→ Problem details:
Below is the data. Give it again, complete and exact.

→ Provided records:
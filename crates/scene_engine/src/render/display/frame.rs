//! Per-pass frame context
//!
//! Chunks consult the frame context before touching GL state and skip the
//! call when the cached value already matches. Every cached state starts out
//! unknown at the beginning of a pass, so the first chunk to care about a
//! state always sets it.

use std::collections::HashMap;

use super::pick::MAX_PICK_INDEX;
use crate::render::gl::{Capability, DepthFunc, FrontFace, GlBuffer, GlContext, GlFramebuffer, GlProgram};

/// Which pass a draw list is executed for
#[derive(Debug, Clone, Copy, PartialEq, Eq, Hash, Default)]
pub enum Pass {
    /// Visible colour pass
    #[default]
    Color,
    /// Colour-indexed pick pass
    Pick,
}

/// Counters gathered while executing a draw list
#[derive(Debug, Clone, Copy, Default, PartialEq, Eq)]
pub struct FrameStats {
    /// Programs made current
    pub program_binds: u32,
    /// Indexed draws issued
    pub draw_calls: u32,
    /// Blend state flips from a known value to the opposite value
    pub blend_toggles: u32,
    /// Cached GL state changes actually applied
    pub state_changes: u32,
    /// Chunk hooks invoked
    pub chunks_applied: u32,
    /// Chunks left out of the draw list because the previous object shared them
    pub chunks_skipped: u32,
    /// Drawables reached by the pass
    pub objects_drawn: u32,
}

/// Store `value` in `cache`, returning whether it changed
///
/// Callers apply the GL call only when this returns true.
pub fn set_cached<T: PartialEq + Copy>(cache: &mut Option<T>, value: T) -> bool {
    if *cache == Some(value) {
        false
    } else {
        *cache = Some(value);
        true
    }
}

/// Mutable state shared by all chunks during one pass
#[derive(Debug, Default)]
pub struct FrameContext {
    /// Pass being executed
    pub pass: Pass,
    /// Current GL program
    pub program: Option<GlProgram>,
    /// Blending enabled
    pub blend_enabled: Option<bool>,
    /// Inside the transparency bin; blending is owned by the flags chunk
    pub transparent: bool,
    /// Depth test enabled
    pub depth_test: Option<bool>,
    /// Depth function
    pub depth_func: Option<DepthFunc>,
    /// Depth writes enabled
    pub depth_mask: Option<bool>,
    /// Back faces drawn (culling disabled)
    pub backfaces: Option<bool>,
    /// Front-face winding
    pub front_face: Option<FrontFace>,
    /// Scissor test enabled
    pub scissor_test: Option<bool>,
    /// Colour write mask
    pub color_mask: Option<[bool; 4]>,
    /// Line width
    pub line_width: Option<f32>,
    /// Viewport rectangle
    pub viewport: Option<[i32; 4]>,
    /// Bound element buffer
    pub index_buffer: Option<GlBuffer>,
    /// Bound render target; `None` is the default framebuffer
    pub render_target: Option<GlFramebuffer>,
    /// Next texture unit to assign
    pub texture_unit: u32,
    /// Texture units available before wrapping
    pub max_texture_units: u32,
    /// Drawing buffer size in pixels
    pub drawing_buffer_size: (u32, u32),
    /// Index (in display order) of the drawable being executed
    pub current_object: usize,
    /// Next pick index
    pub pick_index: u32,
    /// Drawable index for each assigned pick index
    pub pick_objects: HashMap<u32, usize>,
    /// Counters
    pub stats: FrameStats,
    pick_wrapped: bool,
}

impl FrameContext {
    /// Create a context for a colour pass
    pub fn new() -> Self {
        Self {
            max_texture_units: 1,
            ..Self::default()
        }
    }

    /// Forget every cached state and counter before a pass
    pub fn reset(&mut self, pass: Pass, max_texture_units: u32, drawing_buffer_size: (u32, u32)) {
        let mut pick_objects = std::mem::take(&mut self.pick_objects);
        pick_objects.clear();
        *self = Self {
            pass,
            max_texture_units: max_texture_units.max(1),
            drawing_buffer_size,
            pick_objects,
            ..Self::default()
        };
    }

    /// Enable or disable blending
    ///
    /// Skipped when the cache already holds `enabled`, unless `force` is set.
    pub fn set_blend(&mut self, gl: &mut dyn GlContext, enabled: bool, force: bool) {
        if !force && self.blend_enabled == Some(enabled) {
            return;
        }
        if self.blend_enabled.is_some_and(|current| current != enabled) {
            self.stats.blend_toggles += 1;
        }
        if enabled {
            gl.enable(Capability::Blend);
        } else {
            gl.disable(Capability::Blend);
        }
        self.blend_enabled = Some(enabled);
        self.stats.state_changes += 1;
    }

    /// Enable or disable a capability through its cache slot
    pub fn set_capability(
        &mut self,
        gl: &mut dyn GlContext,
        slot: fn(&mut Self) -> &mut Option<bool>,
        capability: Capability,
        enabled: bool,
    ) {
        if !set_cached(slot(self), enabled) {
            return;
        }
        if enabled {
            gl.enable(capability);
        } else {
            gl.disable(capability);
        }
        self.stats.state_changes += 1;
    }

    /// Take the next texture unit, wrapping at the platform limit
    pub fn next_texture_unit(&mut self) -> u32 {
        let unit = self.texture_unit;
        self.texture_unit = (unit + 1) % self.max_texture_units.max(1);
        unit
    }

    /// Assign the next pick index to the current drawable
    ///
    /// Indices wrap to 0 after [`MAX_PICK_INDEX`]; a warning is logged once
    /// per pass and wrapped indices replace earlier assignments.
    pub fn register_pick(&mut self) -> u32 {
        let index = self.pick_index;
        self.pick_objects.insert(index, self.current_object);

        self.pick_index = if index >= MAX_PICK_INDEX {
            if !self.pick_wrapped {
                log::warn!("More than {} pickable drawables; pick indices wrapped", MAX_PICK_INDEX + 1);
                self.pick_wrapped = true;
            }
            0
        } else {
            index + 1
        };
        index
    }

    /// Drawable registered under a pick index in the last pick pass
    pub fn picked_object(&self, index: u32) -> Option<usize> {
        self.pick_objects.get(&index).copied()
    }
}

→ Task result:
filename crates/scene_engine/src/render/display/frame.rs
//! Per-pass frame context
//!
//! Chunks consult the frame context before touching GL state and skip the
//! call when the cached value already matches. Every cached state starts out
//! unknown at the beginning of a pass, so the first chunk to care about a
//! state always sets it.

use std::collections::HashMap;

use super::pick::MAX_PICK_INDEX;
use crate::render::gl::{Capability, DepthFunc, FrontFace, GlBuffer, GlContext, GlFramebuffer, GlProgram};

/// Which pass a draw list is executed for
#[derive(Debug, Clone, Copy, PartialEq, Eq, Hash, Default)]
pub enum Pass {
    /// Visible colour pass
    #[default]
    Color,
    /// Colour-indexed pick pass
    Pick,
}

/// Counters gathered while executing a draw list
#[derive(Debug, Clone, Copy, Default, PartialEq, Eq)]
pub struct FrameStats {
    /// Programs made current
    pub program_binds: u32,
    /// Indexed draws issued
    pub draw_calls: u32,
    /// Blend state flips from a known value to the opposite value
    pub blend_toggles: u32,
    /// Cached GL state changes actually applied
    pub state_changes: u32,
    /// Chunk hooks invoked
    pub chunks_applied: u32,
    /// Chunks left out of the draw list because the previous object shared them
    pub chunks_skipped: u32,
    /// Drawables reached by the pass
    pub objects_drawn: u32,
}

/// Store `value` in `cache`, returning whether it changed
///
/// Callers apply the GL call only when this returns true.
pub fn set_cached<T: PartialEq + Copy>(cache: &mut Option<T>, value: T) -> bool {
    if *cache == Some(value) {
        false
    } else {
        *cache = Some(value);
        true
    }
}

/// Mutable state shared by all chunks during one pass
#[derive(Debug, Default)]
pub struct FrameContext {
    /// Pass being executed
    pub pass: Pass,
    /// Current GL program
    pub program: Option<GlProgram>,
    /// Blending enabled
    pub blend_enabled: Option<bool>,
    /// Inside the transparency bin; blending is owned by the flags chunk
    pub transparent: bool,
    /// Depth test enabled
    pub depth_test: Option<bool>,
    /// Depth function
    pub depth_func: Option<DepthFunc>,
    /// Depth writes enabled
    pub depth_mask: Option<bool>,
    /// Back faces drawn (culling disabled)
    pub backfaces: Option<bool>,
    /// Front-face winding
    pub front_face: Option<FrontFace>,
    /// Scissor test enabled
    pub scissor_test: Option<bool>,
    /// Colour write mask
    pub color_mask: Option<[bool; 4]>,
    /// Line width
    pub line_width: Option<f32>,
    /// Viewport rectangle
    pub viewport: Option<[i32; 4]>,
    /// Bound element buffer
    pub index_buffer: Option<GlBuffer>,
    /// Bound render target; `None` is the default framebuffer
    pub render_target: Option<GlFramebuffer>,
    /// Next texture unit to assign
    pub texture_unit: u32,
    /// Texture units available before wrapping
    pub max_texture_units: u32,
    /// Drawing buffer size in pixels
    pub drawing_buffer_size: (u32, u32),
    /// Index (in display order) of the drawable being executed
    pub current_object: usize,
    /// Next pick index
    pub pick_index: u32,
    /// Drawable index for each assigned pick index
    pub pick_objects: HashMap<u32, usize>,
    /// Counters
    pub stats: FrameStats,
    pick_wrapped: bool,
}

impl FrameContext {
    /// Create a context for a colour pass
    pub fn new() -> Self {
        Self {
            max_texture_units: 1,
            ..Self::default()
        }
    }

    /// Forget every cached state and counter before a pass
    pub fn reset(&mut self, pass: Pass, max_texture_units: u32, drawing_buffer_size: (u32, u32)) {
        let mut pick_objects = std::mem::take(&mut self.pick_objects);
        pick_objects.clear();
        *self = Self {
            pass,
            max_texture_units: max_texture_units.max(1),
            drawing_buffer_size,
            pick_objects,
            ..Self::default()
        };
    }

    /// Enable or disable blending
    ///
    /// Skipped when the cache already holds `enabled`, unless `force` is set.
    pub fn set_blend(&mut self, gl: &mut dyn GlContext, enabled: bool, force: bool) {
        if !force && self.blend_enabled == Some(enabled) {
            return;
        }
        if self.blend_enabled.is_some_and(|current| current != enabled) {
            self.stats.blend_toggles += 1;
        }
        if enabled {
            gl.enable(Capability::Blend);
        } else {
            gl.disable(Capability::Blend);
        }
        self.blend_enabled = Some(enabled);
        self.stats.state_changes += 1;
    }

    /// Enable or disable a capability through its cache slot
    pub fn set_capability(
        &mut self,
        gl: &mut dyn GlContext,
        slot: fn(&mut Self) -> &mut Option<bool>,
        capability: Capability,
        enabled: bool,
    ) {
        if !set_cached(slot(self), enabled) {
            return;
        }
        if enabled {
            gl.enable(capability);
        } else {
            gl.disable(capability);
        }
        self.stats.state_changes += 1;
    }

    /// Take the next texture unit, wrapping at the platform limit
    pub fn next_texture_unit(&mut self) -> u32 {
        let unit = self.texture_unit;
        self.texture_unit = (unit + 1) % self.max_texture_units.max(1);
        unit
    }

    /// Assign the next pick index to the current drawable
    ///
    /// Indices wrap to 0 after [`MAX_PICK_INDEX`]; a warning is logged once
    /// per pass and wrapped indices replace earlier assignments.
    pub fn register_pick(&mut self) -> u32 {
        let index = self.pick_index;
        self.pick_objects.insert(index, self.current_object);

        self.pick_index = if index >= MAX_PICK_INDEX {
            if !self.pick_wrapped {
                log::warn!("More than {} pickable drawables; pick indices wrapped", MAX_PICK_INDEX + 1);
                self.pick_wrapped = true;
            }
            0
        } else {
            index + 1
        };
        index
    }

    /// Drawable registered under a pick index in the last pick pass
    pub fn picked_object(&self, index: u32) -> Option<usize> {
        self.pick_objects.get(&index).copied()
    }
}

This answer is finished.